Skip to content

SHAP Values

SHAP (SHapley Additive exPlanations) provides a mathematically rigorous, game-theoretic approach to explaining model predictions — both globally and locally.

The Concept

SHAP assigns each feature a Shapley value — the average marginal contribution of that feature across all possible feature combinations. It answers: "How much did each feature contribute to pushing this prediction away from the baseline?"

Installation

pip install shap

Implementation

import shap
import numpy as np
from sklearn.ensemble import RandomForestClassifier
from sklearn.datasets import make_classification
from sklearn.model_selection import train_test_split

X, y = make_classification(n_samples=1000, n_features=10,
                            n_informative=5, random_state=42)
feature_names = [f"feature_{i}" for i in range(10)]

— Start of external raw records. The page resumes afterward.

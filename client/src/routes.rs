//! The application's route table.
//!
//! Every page is registered here and nowhere else. The outlet looks paths up
//! in [`ROUTES`] and the guard enforces `authenticated` and the role lists.

#[cfg(test)]
#[path = "routes_test.rs"]
mod routes_test;

use std::sync::LazyLock;

use leptos::prelude::*;
use session::{Role, RouteDecl, RouteTable};

use crate::pages::{
    dashboard::DashboardPage,
    home::HomePage,
    login::{ForgotPasswordPage, LoginPage},
    not_authorized::NotAuthorizedPage,
    onboarding::{OnboardingPage, WaitingApprovalPage},
    profile::ProfilePage,
    section::SectionPage,
};

const ADMIN: &[Role] = &[Role::Admin];
const STAFF: &[Role] = &[Role::Admin, Role::Hr];
const HR: &[Role] = &[Role::Hr];
const EMPLOYEE: &[Role] = &[Role::Employee];

/// Views the route table can point at.
#[derive(Clone, Copy, Debug, PartialEq, Eq)]
pub enum Page {
    Login,
    ForgotPassword,
    NotAuthorized,
    Home,
    Profile,
    AdminDashboard,
    Departments,
    JobTitles,
    HrDashboard,
    Employees,
    NewEmployee,
    EmployeeDetail,
    CareerEvents,
    Reviews,
    EmployeeDashboard,
    Onboarding,
    WaitingApproval,
}

impl Page {
    pub fn render(self) -> AnyView {
        match self {
            Self::Login => view! { <LoginPage/> }.into_any(),
            Self::ForgotPassword => view! { <ForgotPasswordPage/> }.into_any(),
            Self::NotAuthorized => view! { <NotAuthorizedPage/> }.into_any(),
            Self::Home => view! { <HomePage/> }.into_any(),
            Self::Profile => view! { <ProfilePage/> }.into_any(),
            Self::AdminDashboard => view! { <DashboardPage role=Role::Admin/> }.into_any(),
            Self::HrDashboard => view! { <DashboardPage role=Role::Hr/> }.into_any(),
            Self::EmployeeDashboard => view! { <DashboardPage role=Role::Employee/> }.into_any(),
            Self::Onboarding => view! { <OnboardingPage/> }.into_any(),
            Self::WaitingApproval => view! { <WaitingApprovalPage/> }.into_any(),
            Self::Departments
            | Self::JobTitles
            | Self::Employees
            | Self::NewEmployee
            | Self::EmployeeDetail
            | Self::CareerEvents
            | Self::Reviews => view! { <SectionPage page=self/> }.into_any(),
        }
    }

    /// Heading for administrative section pages.
    #[must_use]
    pub fn title(self) -> &'static str {
        match self {
            Self::Login => "Sign in",
            Self::ForgotPassword => "Reset password",
            Self::NotAuthorized => "Not authorized",
            Self::Home => "Home",
            Self::Profile => "My profile",
            Self::AdminDashboard | Self::HrDashboard | Self::EmployeeDashboard => "Dashboard",
            Self::Departments => "Departments",
            Self::JobTitles => "Job titles",
            Self::Employees => "Employees",
            Self::NewEmployee => "New employee",
            Self::EmployeeDetail => "Employee",
            Self::CareerEvents => "Career events",
            Self::Reviews => "Reviews",
            Self::Onboarding => "Onboarding",
            Self::WaitingApproval => "Waiting for approval",
        }
    }
}

/// Build the table. Public pages first, then by area.
#[must_use]
pub fn route_table() -> RouteTable<Page> {
    RouteTable::new(vec![
        RouteDecl::public("/login", Page::Login),
        RouteDecl::public("/forgot-password", Page::ForgotPassword),
        RouteDecl::public("/no-authorized", Page::NotAuthorized),
        RouteDecl::protected("/", Page::Home),
        RouteDecl::protected("/profile", Page::Profile),
        RouteDecl::protected("/admin/dashboard", Page::AdminDashboard).roles(ADMIN),
        RouteDecl::protected("/admin/departments", Page::Departments).roles(ADMIN),
        RouteDecl::protected("/admin/job-titles", Page::JobTitles).roles(ADMIN),
        RouteDecl::protected("/hr/dashboard", Page::HrDashboard).roles(HR),
        RouteDecl::protected("/hr/employees", Page::Employees).roles(STAFF),
        RouteDecl::protected("/hr/employees/new", Page::NewEmployee).roles(HR),
        RouteDecl::protected("/hr/employees/:id", Page::EmployeeDetail).roles(STAFF),
        RouteDecl::protected("/hr/career-events", Page::CareerEvents).roles(HR),
        RouteDecl::protected("/hr/reviews", Page::Reviews).roles(STAFF),
        RouteDecl::protected("/employee/dashboard", Page::EmployeeDashboard).roles(EMPLOYEE),
        RouteDecl::protected("/employee/onboarding/*", Page::Onboarding).roles(EMPLOYEE),
        RouteDecl::protected("/employee/waiting-approval", Page::WaitingApproval).roles(EMPLOYEE),
    ])
}

pub static ROUTES: LazyLock<RouteTable<Page>> = LazyLock::new(route_table);

/// Navigation links shown to `role`, as `(path, label)`.
#[must_use]
pub fn nav_links(role: Role) -> &'static [(&'static str, &'static str)] {
    match role {
        Role::Admin => &[
            ("/admin/dashboard", "Dashboard"),
            ("/admin/departments", "Departments"),
            ("/admin/job-titles", "Job titles"),
            ("/hr/employees", "Employees"),
            ("/hr/reviews", "Reviews"),
        ],
        Role::Hr => &[
            ("/hr/dashboard", "Dashboard"),
            ("/hr/employees", "Employees"),
            ("/hr/employees/new", "New employee"),
            ("/hr/career-events", "Career events"),
            ("/hr/reviews", "Reviews"),
        ],
        Role::Employee => &[("/employee/dashboard", "Dashboard"), ("/profile", "Profile")],
    }
}
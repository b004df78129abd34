//! User-visible feedback for session outcomes.
//!
//! The sink is fire-and-forget: the store hands over a [`Notice`] and resets
//! its outcome flags so a re-render cannot show the same toast twice.

#[cfg(test)]
#[path = "notify_test.rs"]
mod notify_test;

use crate::state::SessionState;

#[derive(Clone, Copy, Debug, PartialEq, Eq)]
pub enum NoticeLevel {
    Success,
    Error,
    Info,
}

#[derive(Clone, Debug, PartialEq, Eq)]
pub struct Notice {
    pub level: NoticeLevel,
    pub message: String,
}

impl Notice {
    #[must_use]
    pub fn success(message: impl Into<String>) -> Self {
        Self { level: NoticeLevel::Success, message: message.into() }
    }

    #[must_use]
    pub fn error(message: impl Into<String>) -> Self {
        Self { level: NoticeLevel::Error, message: message.into() }
    }

    #[must_use]
    pub fn info(message: impl Into<String>) -> Self {
        Self { level: NoticeLevel::Info, message: message.into() }
    }

    /// Notice for the unconsumed outcome in `state`, if any.
    #[must_use]
    pub fn from_state(state: &SessionState) -> Option<Self> {
        if state.is_error() {
            let message = state.message().unwrap_or("Something went wrong.");
            return Some(Self::error(message));
        }
        if state.is_success() {
            return state.message().map(Self::success);
        }
        None
    }
}

/// Destination for notices, typically a toast stack.
pub trait NotificationSink {
    fn notify(&self, notice: Notice);
}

X_tr, X_te, y_tr, y_te = train_test_split(X, y, random_state=42)

model = RandomForestClassifier(n_estimators=100, random_state=42)
model.fit(X_tr, y_tr)

# Create SHAP explainer
explainer = shap.TreeExplainer(model)
shap_values = explainer.shap_values(X_te)

Key Visualisations

Summary Plot (Global)

Shows feature importance and the direction of each feature's effect:

shap.summary_plot(shap_values[1], X_te, feature_names=feature_names)

Waterfall Plot (Local — Single Prediction)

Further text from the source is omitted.